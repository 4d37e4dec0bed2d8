//! Wire shape of the bridge channel.
//!
//! Inbound messages arrive as `(channel, args)` where `args[0]` is `{name, id, object}`.
//! Outbound messages are script fragments evaluated inside the content view against
//! its `window.ethereum` provider object.

use alloy::primitives::Address;
use serde::Serialize;
use serde_json::Value;

use crate::domain::{BridgeEvent, BridgeEventKind, ProviderConfig, RequestId, ResponsePayload};
use crate::error::BridgeError;

pub const CHANNEL_NAME: &str = "dapp-browser-ipc";

const PROVIDER_OBJECT: &str = "window.ethereum";

#[derive(Debug, Clone, PartialEq, Eq)]
pub enum OutboundMessage {
    Response {
        id: RequestId,
        payload: ResponsePayload,
    },
    Error {
        id: RequestId,
        reason: String,
    },
    SetAddress(Address),
    SetConfig(ProviderConfig),
}

impl OutboundMessage {
    pub fn request_id(&self) -> Option<RequestId> {
        match self {
            Self::Response { id, .. } | Self::Error { id, .. } => Some(*id),
            Self::SetAddress(_) | Self::SetConfig(_) => None,
        }
    }
}

pub fn decode(channel: &str, args: &[Value]) -> Result<BridgeEvent, BridgeError> {
    if channel != CHANNEL_NAME {
        return Err(BridgeError::MalformedEvent(format!(
            "unexpected channel '{channel}'"
        )));
    }
    let raw = args
        .first()
        .ok_or_else(|| BridgeError::MalformedEvent("empty argument list".to_owned()))?;
    let name = raw
        .get("name")
        .and_then(Value::as_str)
        .ok_or_else(|| BridgeError::MalformedEvent("missing event name".to_owned()))?;
    if BridgeEventKind::from_name(name).is_none() {
        return Err(BridgeError::UnsupportedEvent(name.to_owned()));
    }

    let event: BridgeEvent = serde_json::from_value(raw.clone())
        .map_err(|e| BridgeError::MalformedEvent(format!("{name}: {e}")))?;

    if let BridgeEvent::AddEthereumChain { object, .. } = &event {
        if object.rpc_urls.is_empty() {
            return Err(BridgeError::MalformedEvent(
                "addEthereumChain: rpcUrls must not be empty".to_owned(),
            ));
        }
    }
    Ok(event)
}

pub fn encode(message: &OutboundMessage) -> String {
    let call = match message {
        OutboundMessage::Response { id, payload } => match payload {
            ResponsePayload::Empty => format!("{PROVIDER_OBJECT}.sendResponse({id})"),
            ResponsePayload::Value(value) => {
                format!("{PROVIDER_OBJECT}.sendResponse({id}, {})", js_literal(value))
            }
            ResponsePayload::Values(values) => {
                format!("{PROVIDER_OBJECT}.sendResponse({id}, {})", js_literal(values))
            }
        },
        OutboundMessage::Error { id, reason } => {
            format!("{PROVIDER_OBJECT}.sendError({id}, {})", js_literal(reason))
        }
        OutboundMessage::SetAddress(address) => format!(
            "{PROVIDER_OBJECT}.setAddress({})",
            js_literal(&address.to_string())
        ),
        OutboundMessage::SetConfig(config) => {
            format!("{PROVIDER_OBJECT}.setConfig({})", js_literal(config))
        }
    };
    format!("(function() {{\n    {call};\n}})();")
}

// JSON is a subset of JS expression syntax, so serde_json output is a safe literal.
fn js_literal<T: Serialize + ?Sized>(value: &T) -> String {
    serde_json::to_string(value).unwrap_or_else(|_| "null".to_owned())
}
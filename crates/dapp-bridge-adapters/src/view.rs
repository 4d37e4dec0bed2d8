use std::io::Write;
use std::sync::{Arc, Mutex, PoisonError};

use dapp_bridge_core::{ContentViewPort, PortError};

/// Writes each script to stdout on its own line, for a host process driving the bridge.
#[derive(Debug, Clone, Copy, Default)]
pub struct StdoutContentView;

impl ContentViewPort for StdoutContentView {
    fn execute_script(&self, script: &str) -> Result<(), PortError> {
        let mut out = std::io::stdout().lock();
        writeln!(out, "{script}")
            .and_then(|()| out.flush())
            .map_err(|e| PortError::Transport(format!("stdout write failed: {e}")))
    }
}

/// Keeps every executed script. Clones share the log.
#[derive(Debug, Clone, Default)]
pub struct RecordingContentView {
    scripts: Arc<Mutex<Vec<String>>>,
}

impl RecordingContentView {
    pub fn scripts(&self) -> Vec<String> {
        self.scripts
            .lock()
            .unwrap_or_else(PoisonError::into_inner)
            .clone()
    }
}

impl ContentViewPort for RecordingContentView {
    fn execute_script(&self, script: &str) -> Result<(), PortError> {
        self.scripts
            .lock()
            .unwrap_or_else(PoisonError::into_inner)
            .push(script.to_owned());
        Ok(())
    }
}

- **What the task asks**: Give only the number of lines in the data that include the string "scripts".

- **Answer to this task**: 4